Best practice. There is one important best practice principle related to the use of including (or including without limitation): do not have it followed by something that is not even included in the preceding phrase. For example:
Target Company shall not make any investments in any Subsidiary, including the payment of cash dividends by a Subsidiary to Target Company.
Obviously, a distribution of dividends by a subsidiary to its parent is not an investment by the parent in the subsidiary. What does the phrase mean? A party may argue that the payment of cash dividends is prohibited. If this is correct, what about the payment of stock dividends? At the same time, a reasonable argument would be that the payment of dividends is not covered by the prohibition on investments, that the reference to it in the underlined language was done in error and should have no effect. What is the proper interpretation? You will probably need a lot more information to understand the parties’ mutual expectations and intended agreement. Avoid making this mistake.

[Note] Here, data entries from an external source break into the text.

use clap::Parser;
use std::io::Write;
use std::path::PathBuf;
use std::process::ExitCode;

mod commands;
mod config;
mod errors;
mod logging;
mod statsd;

use commands::Command;
use config::Config;
use errors::CliError;

/// Management console for the AF, 5G OAM and CUPS APIs
#[derive(Parser, Debug)]
#[command(name = "cnca", version)]
struct Cli {
    /// YAML configuration file
    #[arg(long, global = true, value_name = "FILE")]
    config: Option<PathBuf>,

    #[command(subcommand)]
    command: Command,
}

fn main() -> ExitCode {
    let cli = Cli::parse();

    let config = match cli.config.as_deref().map(Config::from_file).transpose() {
        Ok(config) => config.unwrap_or_default(),
        Err(e) => {
            eprintln!("{}", failure_message(&e));
            return ExitCode::FAILURE;
        }
    };

    let _sentry = logging::init(config.common.logging.as_ref());

    match run(cli.command, &config) {
        Ok(()) => ExitCode::SUCCESS,
        Err(e) => {
            tracing::error!(error = %e, "Command failed");
            // Logging may be filtered out entirely; stderr always gets the reason.
            eprintln!("{}", failure_message(&e));
            ExitCode::FAILURE
        }
    }
}

fn failure_message(error: &dyn std::fmt::Display) -> String {
    format!("cnca: {error}")
}

fn run(command: Command, config: &Config) -> Result<(), CliError> {
    statsd::init(config.common.metrics.as_ref())?;

    let runtime = tokio::runtime::Builder::new_current_thread()
        .enable_all()
        .build()?;

    if let Some(output) = runtime.block_on(commands::run(command, config))? {
        let mut stdout = std::io::stdout().lock();
        serde_json::to_writer_pretty(&mut stdout, &output)?;
        writeln!(stdout)?;
    }

    Ok(())
}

Another best practice principle that I see, would be that you should list what could be overlooked whilst performing under the agreement or if there is potential uncertainty over the listed item being covered. For example, it would be perfectly suitable to agree that Seller shall sell and deliver all fruits grown by it for cooking purposes, including tomatoes. After all, one might believe that a tomato is not a fruit (which is not true: it is).
Excluding. The only reasonable argument I see in favour of exhaustiveness of a list initiated by including would be that its apparent antonym excluding may cover all the not-listed rest. But the mere fact that a drafter did not include a subject matter whilst the parties ‘excluded everything else’ does not make a tomato a non-fruit.